Utilization reviewers seeking to ascertain whether MRI was inappropriately ordered for low-back pain might assume that direct review of patients’ charts would tilt toward patient empathy—that is, largesse—while aloof analysis of claims data would reflect a higher bar to clear.
They would be wrong, as chart review classified more scans as inappropriate than did the claims-analysis method in a study comparing the two.
The study report is running in the September Journal of the American College of Radiology.
Researchers at Stanford University and the VA Palo Alto Health Care System in Menlo Park, Calif., reviewed the cases of the first 146 veterans who underwent lumbar spine MRI (LS MRI) in the outpatient setting in fiscal year 2012.
The team determined the sensitivity and specificity of the low-effort administrative (claims review) method, regarding inappropriateness as the positive result and considering labor-intensive chart review to reflect the true state.
Using McKesson’s InterQual criteria for chart review and CMS’s National Quality Forum-endorsed system for evaluating the administrative data, they found that, compared with chart review, the administrative approach had specificity (correctly assigning scans that were appropriate) of 82 percent and sensitivity (not finding the full number of inappropriate scans) of 27 percent.

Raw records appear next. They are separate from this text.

//! Turn result types
//!
//! A [`TurnResult`] is produced once per turn by the resolver and never
//! modified afterwards. It owns a full copy of the instrument state, so
//! later turns cannot reach back into it.

use serde::{Deserialize, Serialize};
use std::collections::BTreeMap;
use std::fmt;

use crate::events::MarketEvent;
use crate::models::instrument::InstrumentBook;

/// One entry of a turn's narrative log
///
/// Entries carry data, not prose; `Display` renders a plain English line
/// for tools that just want something readable.
#[derive(Debug, Clone, PartialEq, Serialize, Deserialize)]
#[serde(tag = "kind", rename_all = "snake_case")]
pub enum LogEntry {
    /// A region's risk roll hit and a shock was subtracted from its rate
    Risk {
        turn: u32,
        instrument_id: String,
        instrument_name: String,
        /// Shock size in percent, one decimal
        shock_pct: f64,
    },

    /// A market event was applied
    Event {
        turn: u32,
        event_id: String,
        title: String,
        /// Balance change caused by the event itself
        balance_change: i64,
    },
}

impl LogEntry {
    /// Turn this entry belongs to
    pub fn turn(&self) -> u32 {
        match self {
            LogEntry::Risk { turn, .. } | LogEntry::Event { turn, .. } => *turn,
        }
    }

    /// Entry kind tag ("risk" or "event")
    pub fn kind(&self) -> &'static str {
        match self {
            LogEntry::Risk { .. } => "risk",
            LogEntry::Event { .. } => "event",
        }
    }
}

impl fmt::Display for LogEntry {
    fn fmt(&self, f: &mut fmt::Formatter<'_>) -> fmt::Result {
        match self {
            LogEntry::Risk {
                turn,
                instrument_name,
                shock_pct,
                ..
            } => write!(
                f,
                "[turn {}] {} took a {:.1}% shock",
                turn, instrument_name, shock_pct
            ),
            LogEntry::Event {
                turn,
                title,
                balance_change,
                ..
            } => write!(f, "[turn {}] {} ({:+})", turn, title, balance_change),
        }
    }
}

/// Per-instrument outcome of one turn
#[derive(Debug, Clone, PartialEq, Serialize, Deserialize)]
pub struct InstrumentDetail {
    /// Instrument display name
    pub name: String,

    /// Profit on the invested amount, floored
    pub profit: i64,

    /// Realized return in percent, one decimal
    pub return_rate: f64,
}

/// Everything a turn produced
#[derive(Debug, Clone, PartialEq, Serialize, Deserialize)]
pub struct TurnResult {
    /// Balance after returns and any event, floored
    pub new_balance: i64,

    /// `new_balance - balance`, event included
    pub last_diff: i64,

    /// Balance change from returns alone
    pub pre_event_diff: i64,

    /// Narrative entries in the order they happened
    pub turn_log: Vec<LogEntry>,

    /// Event applied this turn, if any
    pub random_event: Option<MarketEvent>,

    /// Instrument state after drift and event effects
    pub new_instruments: InstrumentBook,

    /// Profit and return per instrument id
    pub instrument_details: BTreeMap<String, InstrumentDetail>,
}

impl TurnResult {
    /// Whether an event fired this turn
    pub fn event_fired(&self) -> bool {
        self.random_event.is_some()
    }

    /// Log entries of one kind
    pub fn log_of_kind(&self, kind: &str) -> Vec<&LogEntry> {
        self.turn_log.iter().filter(|e| e.kind() == kind).collect()
    }
}

#[cfg(test)]
mod tests {
    use super::*;

    #[test]
    fn test_log_entry_kind_and_display() {
        let entry = LogEntry::Risk {
            turn: 4,
            instrument_id: "asia".to_string(),
            instrument_name: "Asia".to_string(),
            shock_pct: 12.5,
        };
        assert_eq!(entry.kind(), "risk");
        assert_eq!(entry.turn(), 4);
        assert_eq!(entry.to_string(), "[turn 4] Asia took a 12.5% shock");

        let event = LogEntry::Event {
            turn: 2,
            event_id: "it_bubble_burst".to_string(),
            title: "IT Bubble Bursts".to_string(),
            balance_change: -234_000,
        };
        assert_eq!(event.kind(), "event");
        assert_eq!(event.to_string(), "[turn 2] IT Bubble Bursts (-234000)");
    }

    #[test]
    fn test_log_entry_serde_kind_tag() {
        let entry = LogEntry::Event {
            turn: 1,
            event_id: "index_rally".to_string(),
            title: "Index Rally".to_string(),
            balance_change: 100,
        };
        let json = serde_json::to_value(&entry).unwrap();
        assert_eq!(json["kind"], "event");
        assert_eq!(json["turn"], 1);
    }
}
//! Core game primitives

pub mod time;

pub use time::TurnClock;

More surprisingly, 59 percent of the 146 scans were flagged as inappropriate upon chart review while the administrative method identified only 23 percent as inappropriate.
The researchers conclude that the administrative method is “economically feasible for identifying the overuse of LS MRI, but it underestimates the true extent of inappropriate ordering.”
In their discussion, Lead author Tigran Avoundjian, MPH, of the VA and colleagues cite an economic analysis showing that more appropriate orders of LS MRI could lower annual U.S. healthcare expenditures by $300 million.
In fact, the exam has often been called a poster child for unneeded health spending, and it rose to the top in a recent study of low-value health services based on data on nearly 1.5 million privately insured patients.
In the present study, Avoundjian and team conclude that analyzing administrative data can be a low-effort, and thus relatively thrifty, way to identify inappropriate LS MRI orders. The problem is that this approach may underestimate the proportion of inappropriate scans.
For its part, chart review takes into account the more detailed information contained in medical records, but it’s probably too pricey a way to routinely measure performance, much less evaluate a large enough sample to compare providers with statistical precision.
Avoundjian et al. acknowledge as limitations their study’s use of data from just one facility and over just one fiscal year.
“Findings might be different if we had evaluated orders over time or across multiple facilities,” they write. “The patients in the sample are similar to the general VA population, a mostly elderly, white and male population, but they differ from patients in other parts of the U.S. healthcare system.”